Materials and methods
The study was designed as a pilot clinical trial with a case-control design. Forty participants were recruited for the study; 20 RA patients were recruited from the Department of Rheumatology and Department of Physical Medicine and Rehabilitation (PMR), AIIMS, New Delhi, and 20 were healthy controls. Not a priori sample size calculation could be done due to a lack of comparable studies. Testing was performed at the Pain Research & rTMS Lab, Department of Physiology, AIIMS, New Delhi. The study was approved by the Institute Ethics committee, AIIMS New Delhi (Ref.

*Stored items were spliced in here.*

// (c) Copyright 2026 The changeset authors. All rights reserved.
use crate::{
    Error, deep,
    events::{Event, Notifier},
    path,
};
use serde_json::Value;
use std::{cmp::Ordering, slice};
use tracing::trace;

/// Tracks writes to one array.
///
/// The first write copies the whole array; the copy is what gets written back on execute.
/// Nothing is tracked per index.
#[derive(Debug, Clone, Default)]
pub(super) struct ArrayHandler {
    working: Option<Vec<Value>>,
    /// The array as it was before the last execute.
    undo: Option<Vec<Value>>,
}

impl ArrayHandler {
    pub(super) fn working(&self) -> Option<&[Value]> {
        self.working.as_deref()
    }

    fn working_mut(&mut self, source: &Value) -> &mut Vec<Value> {
        self.working
            .get_or_insert_with(|| source.as_array().cloned().unwrap_or_default())
    }

    fn items<'a>(&'a self, source: &'a Value) -> &'a [Value] {
        match (&self.working, source) {
            (Some(items), _) => items,
            (None, Value::Array(items)) => items,
            (None, _) => &[],
        }
    }

    pub(super) fn get(&self, source: &Value, path: &str) -> Option<Value> {
        let (head, rest) = path::split_first(path);
        let item = self.items(source).get(head.parse::<usize>().ok()?)?;
        match rest {
            Some(rest) => deep::get(item, rest).cloned(),
            None => Some(item.clone()),
        }
    }

    /// Writes `value` at an index, or below one.
    ///
    /// # Errors
    ///
    /// Fails with [`Error::FilteredKey`] if the first segment of `path` is not an index, and
    /// with [`Error::IndexOutOfReach`] if the index lies more than [`deep::MAX_PADDING`] past
    /// the end of the array.
    pub(super) fn set(&mut self, source: &Value, path: &str, value: Value) -> Result<(), Error> {
        let (head, _) = path::split_first(path);
        let Ok(index) = head.parse::<usize>() else {
            return Err(Error::FilteredKey {
                key: head.to_string(),
            });
        };
        let len = self.items(source).len();
        if !deep::index_in_reach(index, len) {
            return Err(Error::IndexOutOfReach {
                key: head.to_string(),
                len,
            });
        }
        let working = self.working_mut(source);
        let mut array = Value::Array(std::mem::take(working));
        deep::set(&mut array, path, value);
        if let Value::Array(items) = array {
            *working = items;
        }
        Ok(())
    }

    pub(super) fn apply(&self, target: &mut Value) {
        if let Some(items) = &self.working {
            *target = Value::Array(items.clone());
        }
    }

    pub(super) fn execute(&mut self, source: &mut Value) {
        let Some(items) = &self.working else {
            return;
        };
        self.undo = source.as_array().cloned();
        *source = Value::Array(items.clone());
    }

    pub(super) fn rollback(&mut self, source: &mut Value) {
        if let Some(previous) = self.undo.take() {
            *source = Value::Array(previous);
        }
        self.working = None;
    }

    pub(super) fn is_dirty(&self) -> bool {
        self.working.is_some()
    }
}

/// Reads and mutates one array of a [`NodeTree`](super::NodeTree) through its buffer.
///
/// Reads see the buffered copy once one exists. Every mutator works like its [`Vec`]
/// counterpart, except that out-of-range positions are clamped instead of panicking.
pub struct ArrayView<'a> {
    handler: &'a mut ArrayHandler,
    source: Value,
    key: String,
    events: Notifier,
}

impl<'a> ArrayView<'a> {
    pub(super) fn new(
        handler: &'a mut ArrayHandler,
        source: Value,
        key: String,
        events: Notifier,
    ) -> Self {
        Self {
            handler,
            source,
            key,
            events,
        }
    }

    fn items(&self) -> &[Value] {
        self.handler.items(&self.source)
    }

    fn mutate<R>(&mut self, op: &str, f: impl FnOnce(&mut Vec<Value>) -> R) -> R {
        let result = f(self.handler.working_mut(&self.source));
        trace!(target: "changeset::node_tree", key = %self.key, op, "mutated array");
        self.events.trigger(&Event::PropertyChanged {
            key: self.key.clone(),
        });
        result
    }

    pub fn len(&self) -> usize {
        self.items().len()
    }

    pub fn is_empty(&self) -> bool {
        self.items().is_empty()
    }

    pub fn get(&self, index: usize) -> Option<&Value> {
        self.items().get(index)
    }

    pub fn iter(&self) -> slice::Iter<'_, Value> {
        self.items().iter()
    }

    pub fn to_vec(&self) -> Vec<Value> {
        self.items().to_vec()
    }

    /// Returns `true` once the array has been mutated through the buffer.
    pub fn is_dirty(&self) -> bool {
        self.handler.is_dirty()
    }

    pub fn push(&mut self, value: impl Into<Value>) {
        let value = value.into();
        self.mutate("push", |items| items.push(value));
    }

    pub fn pop(&mut self) -> Option<Value> {
        self.mutate("pop", Vec::pop)
    }

    pub fn insert(&mut self, index: usize, value: impl Into<Value>) {
        let value = value.into();
        self.mutate("insert", |items| items.insert(index.min(items.len()), value));
    }

    pub fn remove(&mut self, index: usize) -> Option<Value> {
        self.mutate("remove", |items| {
            (index < items.len()).then(|| items.remove(index))
        })
    }

    /// Removes `delete` items starting at `start` and inserts `insert` in their place,
    /// returning the removed items.
    pub fn splice<I>(&mut self, start: usize, delete: usize, insert: I) -> Vec<Value>
    where
        I: IntoIterator<Item = Value>,
    {
        self.mutate("splice", |items| {
            let start = start.min(items.len());
            let end = start.saturating_add(delete).min(items.len());
            items.splice(start..end, insert).collect()
        })
    }

    pub fn sort_by(&mut self, compare: impl FnMut(&Value, &Value) -> Ordering) {
        self.mutate("sort", |items| items.sort_by(compare));
    }

    pub fn reverse(&mut self) {
        self.mutate("reverse", |items| items.reverse());
    }

    /// Writes `value` at `index`, or appends it if `index` is past the end.
    pub fn set_index(&mut self, index: usize, value: impl Into<Value>) {
        let value = value.into();
        self.mutate("set", |items| match items.get_mut(index) {
            Some(slot) => *slot = value,
            None => items.push(value),
        });
    }

    pub fn truncate(&mut self, len: usize) {
        self.mutate("truncate", |items| items.truncate(len));
    }
}

#[cfg(test)]
mod tests {
    use super::*;
    use serde_json::json;

    fn view<'a>(handler: &'a mut ArrayHandler, source: &Value) -> ArrayView<'a> {
        ArrayView::new(handler, source.clone(), "tags".into(), Notifier::new())
    }

    #[test]
    fn reads_pass_through_until_mutated() {
        let source = json!(["a", "b"]);
        let mut handler = ArrayHandler::default();
        let mut tags = view(&mut handler, &source);
        assert_eq!(tags.len(), 2);
        assert!(!tags.is_dirty());

        tags.push("c");
        assert_eq!(tags.to_vec(), vec![json!("a"), json!("b"), json!("c")]);
        assert!(tags.is_dirty());
        assert_eq!(source, json!(["a", "b"]));
    }

    #[test]
    fn mutators_clamp() {
        let source = json!([1, 2, 3]);
        let mut handler = ArrayHandler::default();
        let mut items = view(&mut handler, &source);
        assert_eq!(items.remove(9), None);
        items.insert(9, 4);
        assert_eq!(items.splice(1, 10, [json!(0)]), vec![json!(2), json!(3), json!(4)]);
        items.set_index(3, 9);
        items.set_index(usize::MAX, 8);
        assert_eq!(items.to_vec(), vec![json!(1), json!(0), json!(9), json!(8)]);
        items.set_index(0, 7);
        assert_eq!(items.get(0), Some(&json!(7)));
    }

    #[test]
    fn sort_and_reverse() {
        let source = json!([3, 1, 2]);
        let mut handler = ArrayHandler::default();
        let mut items = view(&mut handler, &source);
        items.sort_by(|a, b| a.as_i64().cmp(&b.as_i64()));
        items.reverse();
        assert_eq!(items.pop(), Some(json!(1)));
        items.truncate(1);
        assert_eq!(items.to_vec(), vec![json!(3)]);
    }

    #[test]
    fn execute_then_rollback_restores() {
        let mut source = json!(["a"]);
        let mut handler = ArrayHandler::default();
        handler.set(&source, "1", json!("b")).unwrap();
        handler.execute(&mut source);
        assert_eq!(source, json!(["a", "b"]));
        handler.rollback(&mut source);
        assert_eq!(source, json!(["a"]));
        assert!(!handler.is_dirty());
    }

    #[test]
    fn distant_index_writes_are_rejected() {
        let source = json!(["a"]);
        let mut handler = ArrayHandler::default();
        assert!(matches!(
            handler.set(&source, "1000000000000000000", json!("x")),
            Err(Error::IndexOutOfReach { len: 1, .. })
        ));
        assert!(!handler.is_dirty());
        handler.set(&source, "3", json!("d")).unwrap();
        assert_eq!(handler.working(), Some(&[json!("a"), Value::Null, Value::Null, json!("d")][..]));
    }

    #[test]
    fn writes_need_an_index() {
        let source = json!([{"n": 1}]);
        let mut handler = ArrayHandler::default();
        handler.set(&source, "0.n", json!(2)).unwrap();
        assert_eq!(handler.get(&source, "0.n"), Some(json!(2)));
        assert!(matches!(
            handler.set(&source, "first", json!(1)),
            Err(Error::FilteredKey { key }) if key == "first"
        ));
    }
}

No. IECPG-98/28.02.2019) and registered in the Clinical Trials Registry-India (CTRI) (REF/2019/05/025648 (B)). The inclusion criteria were RA patients with pain (more than 3 on the visual analogue scale [VAS]) for more than half the number of days in the past six weeks and having >6/10 score in the scoring system for RA given by the American College of Rheumatology. The right-handed patients were included. The participants of the control group were age- and gender-matched, pain-free healthy volunteers. The age group for both sets of subjects was 18-65 years . The exclusion criteria were patients with known contraindications to TMS including metal implants in the head (excluding dental fillings), known skull defects, facial tattoos, concussion within the last six months, history of epilepsy or seizures, a pacemaker or artificial heart valve, intracardiac lines, history of unexplained recurring headaches, and current pregnancy. Participants with a neurological condition, psychogenic/psychosomatic pain, a history of chronic pain other than RA, and cardiovascular and respiratory disorders were excluded. Participants who had a history of substance abuse were also excluded. For the subjective assessment of pain, VAS, Short-Form McGill Pain Questionnaire (MPQ-SF), WHO-Quality of Life Brief questionnaire (WHO-QOL-BREF), and Rheumatoid Arthritis Pain Scale were used. For the objective assessment of pain, hot and cold pain thresholds were assessed using thermo-tactile quantitative sensory testing (QST) using the method of limits and corticomotor excitability using a TMS device. All participants were also asked to perform an MI task, which consisted of a metronome-paced thumb opposition paradigm.
Statistical analysis
Data were entered into MS Excel and analysed by SPSS 25.0 software for Windows (IBM Corp, Armonk, NY). The data obtained were screened for normality to decide the appropriate tests. The various statistical tests used for analysis are elaborated in the Results section.
Results
The demographic details of the participants are mentioned (Table 1.) RA patients reported moderate to severe pain on the numerical pain rating scale (VAS score = 5.5). In our study, we did not find any significant improvement in numerical scale rating (VAS score) after 5 minutes of MI as well as mental calculation task (Table 2). The WHO-QOL-BREF score was recorded in the MI and mental calculation groups and was found to be comparable at baseline (Table 3). The Rheumatoid Arthritis Pain Scale score (RAPS score) was also comparable before and after MI and mental calculation (Table 4). In the present study, high MPQ-SF scores (value = 26.35) were observed, suggesting the extreme nature of pain in RA patients (Table 5). We did not find any improvement in the corticomotor excitability parameters in the mental calculation group (Figure 1). In our study, we observed decreased amplitude of MEP whereas increased RMT in RA patients compared to healthy controls, suggesting lower corticomotor excitability in RA patients (Figures 2, 3). In our study, we used responses to thermal stimuli as an objective parameter for the assessment of pain status. We found the warm detection threshold (WDT) and cold detection threshold (CDT) to be comparable after MI in RA patients. The hot and cold pain thresholds (HPT, CPT) hot and cold pain tolerance thresholds (HPTT, CPTT) at baseline were higher in RA patients compared to healthy controls, which is similar to another study [2] (Figures 4, 5). The correlation between VAS scores and RMT in RA patients was not significant between the two parameters (Figure 6).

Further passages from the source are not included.